病毒包装与滴度测定:使用三质粒系统在HEK293T细胞中包装慢病毒,并进行超速离心浓缩,测定并交付具有感染活性的病毒滴度报告。
细胞转导与稳转筛选:以优化的感染复数(MOI)感染您的目标细胞,随后使用合适的抗生素(如嘌呤霉素)进行持续筛选,获得稳定整合shRNA序列的细胞池。
细胞扩增与冻存:对筛选后的细胞进行扩增培养,完成支原体检测等质量控制后,进行冻存保种。
实验结果
我们承诺为客户提供全面、清晰的实验数据报告,包括:
过程与质控数据:提供shRNA序列信息、病毒滴度测定结果及细胞筛选过程中的状态记录。
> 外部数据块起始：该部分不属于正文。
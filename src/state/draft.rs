//! Copy-on-write working copy of a snapshot.

use crate::state::patches::{diff_slice, Patch};
use crate::state::snapshot::Snapshot;
use crate::types::ItemKey;
use serde_json::Value;
use std::collections::HashMap;
use std::sync::Arc;

/// Mutable draft built from a committed snapshot.
///
/// Mutators receive a draft and write through it. Only slices actually
/// touched are materialized (cloned from the base); on commit every untouched
/// slice keeps its `Arc` identity in the new snapshot, which is what the
/// bitmask invalidation and memoization layers key on.
pub struct Draft {
    base: Snapshot,
    // Touch order is preserved so the patch log reads like the mutator ran.
    touched: Vec<(String, Option<Value>)>,
}

impl Draft {
    pub(crate) fn new(base: Snapshot) -> Self {
        Self {
            base,
            touched: Vec::new(),
        }
    }

    fn touched_index(&self, name: &str) -> Option<usize> {
        self.touched.iter().position(|(n, _)| n == name)
    }

    /// Current value of a slice as seen by this draft.
    pub fn get(&self, name: &str) -> Option<&Value> {
        if let Some(i) = self.touched_index(name) {
            return self.touched[i].1.as_ref();
        }
        self.base.slice(name).map(Arc::as_ref)
    }

    /// Whether a slice is present with a non-null value in this draft.
    pub fn is_ready(&self, name: &str) -> bool {
        matches!(self.get(name), Some(v) if !v.is_null())
    }

    /// Replace a slice wholesale.
    pub fn set(&mut self, name: impl Into<String>, value: Value) {
        let name = name.into();
        match self.touched_index(&name) {
            Some(i) => self.touched[i].1 = Some(value),
            None => self.touched.push((name, Some(value))),
        }
    }

    /// Delete a slice.
    pub fn remove(&mut self, name: &str) {
        match self.touched_index(name) {
            Some(i) => self.touched[i].1 = None,
            None => self.touched.push((name.to_string(), None)),
        }
    }

    /// Mutable access to a slice, materializing a copy of the base value on
    /// first touch. A missing or removed slice materializes as `null`.
    pub fn get_mut(&mut self, name: &str) -> &mut Value {
        let i = match self.touched_index(name) {
            Some(i) => i,
            None => {
                let value = self
                    .base
                    .slice(name)
                    .map(|v| (**v).clone())
                    .unwrap_or(Value::Null);
                self.touched.push((name.to_string(), Some(value)));
                self.touched.len() - 1
            }
        };
        self.touched[i].1.get_or_insert(Value::Null)
    }

    /// Write one item of a slice.
    ///
    /// Object slices insert by the key's string form; array slices replace,
    /// append, or null-extend by integer index. A slice that is not yet a
    /// container becomes an object first.
    pub fn set_item(&mut self, name: &str, key: &ItemKey, value: Value) {
        let slice = self.get_mut(name);
        match (&mut *slice, key.as_index()) {
            (Value::Array(items), Some(i)) => {
                if i < items.len() {
                    items[i] = value;
                } else {
                    items.resize(i, Value::Null);
                    items.push(value);
                }
            }
            (Value::Object(map), _) => {
                map.insert(key.as_map_key(), value);
            }
            _ => {
                let mut map = serde_json::Map::new();
                map.insert(key.as_map_key(), value);
                *slice = Value::Object(map);
            }
        }
    }

    /// Commit the draft: the new snapshot plus forward patches and reverts
    /// (reverts ordered last-change-first).
    pub(crate) fn commit(self) -> (Snapshot, Vec<Patch>, Vec<Patch>) {
        let mut slices: HashMap<String, Arc<Value>> =
            self.base.iter().map(|(n, v)| (n.clone(), Arc::clone(v))).collect();
        let mut patches = Vec::new();
        let mut reverts = Vec::new();

        for (name, value) in self.touched {
            let old = self.base.slice(&name).map(Arc::as_ref);
            let (p, r) = diff_slice(&name, old, value.as_ref());
            patches.extend(p);
            reverts.extend(r);
            match value {
                Some(v) => {
                    slices.insert(name, Arc::new(v));
                }
                None => {
                    slices.remove(&name);
                }
            }
        }

        reverts.reverse();
        (Snapshot::from_slices(slices), patches, reverts)
    }
}

#[cfg(test)]
mod tests {
    use super::*;
    use crate::state::patches::PatchOp;
    use serde_json::json;

    fn base() -> Snapshot {
        Snapshot::from_values([
            ("quoteId".to_string(), json!(1)),
            ("color".to_string(), json!("blue")),
        ])
    }

    #[test]
    fn test_untouched_slices_keep_identity() {
        let prev = base();
        let mut draft = Draft::new(prev.clone());
        draft.set("quoteId", json!(2));
        let (next, _, _) = draft.commit();

        assert!(Arc::ptr_eq(prev.slice("color").unwrap(), next.slice("color").unwrap()));
        assert!(!Arc::ptr_eq(prev.slice("quoteId").unwrap(), next.slice("quoteId").unwrap()));
    }

    #[test]
    fn test_get_mut_materializes_from_base() {
        let mut draft = Draft::new(base());
        *draft.get_mut("quoteId") = json!(5);
        assert_eq!(draft.get("quoteId"), Some(&json!(5)));

        // A slice missing from the base materializes as null.
        assert!(draft.get_mut("quotes").is_null());
    }

    #[test]
    fn test_set_item_creates_object_slice() {
        let mut draft = Draft::new(base());
        draft.set_item("quotes", &ItemKey::from(1), json!({"title": "X"}));
        let (next, patches, _) = draft.commit();

        assert_eq!(*next.ready_value("quotes", Some(&ItemKey::from(1))).unwrap(), json!({"title": "X"}));
        assert_eq!(patches[0].op, PatchOp::Add);
        assert_eq!(patches[0].path, vec!["quotes"]);
    }

    #[test]
    fn test_set_item_extends_array_slice() {
        let snap = Snapshot::from_values([("tags".to_string(), json!(["a"]))]);
        let mut draft = Draft::new(snap);
        draft.set_item("tags", &ItemKey::from(0), json!("z"));
        draft.set_item("tags", &ItemKey::from(1), json!("b"));
        let (next, _, _) = draft.commit();
        assert_eq!(**next.slice("tags").unwrap(), json!(["z", "b"]));
    }

    #[test]
    fn test_remove_then_commit() {
        let prev = base();
        let mut draft = Draft::new(prev);
        draft.remove("color");
        let (next, patches, reverts) = draft.commit();

        assert!(next.slice("color").is_none());
        assert_eq!(patches[0].op, PatchOp::Remove);
        assert_eq!(reverts[0].op, PatchOp::Add);
        assert_eq!(reverts[0].value, Some(json!("blue")));
    }

    #[test]
    fn test_reverts_are_last_change_first() {
        let mut draft = Draft::new(base());
        draft.set("quoteId", json!(2));
        draft.set("color", json!("green"));
        let (_, patches, reverts) = draft.commit();

        assert_eq!(patches[0].path, vec!["quoteId"]);
        assert_eq!(patches[1].path, vec!["color"]);
        assert_eq!(reverts[0].path, vec!["color"]);
        assert_eq!(reverts[1].path, vec!["quoteId"]);
    }
}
敲低效率验证:通过qPCR检测,提供mRNA水平敲低效率(保证可达70%以上)的定量数据;如载体携带荧光标签,提供细胞荧光图/荧光检测数据。
交付物:最终交付复苏的稳转细胞株一瓶(T25瓶)或冻存的稳转细胞株(2支)、对照细胞株及完整的实验报告,确保您能立即用于后续研究。
我们致力于以精湛的技术和可靠的交付,为您的基础研究与药物开发提供强有力的细胞模型支持。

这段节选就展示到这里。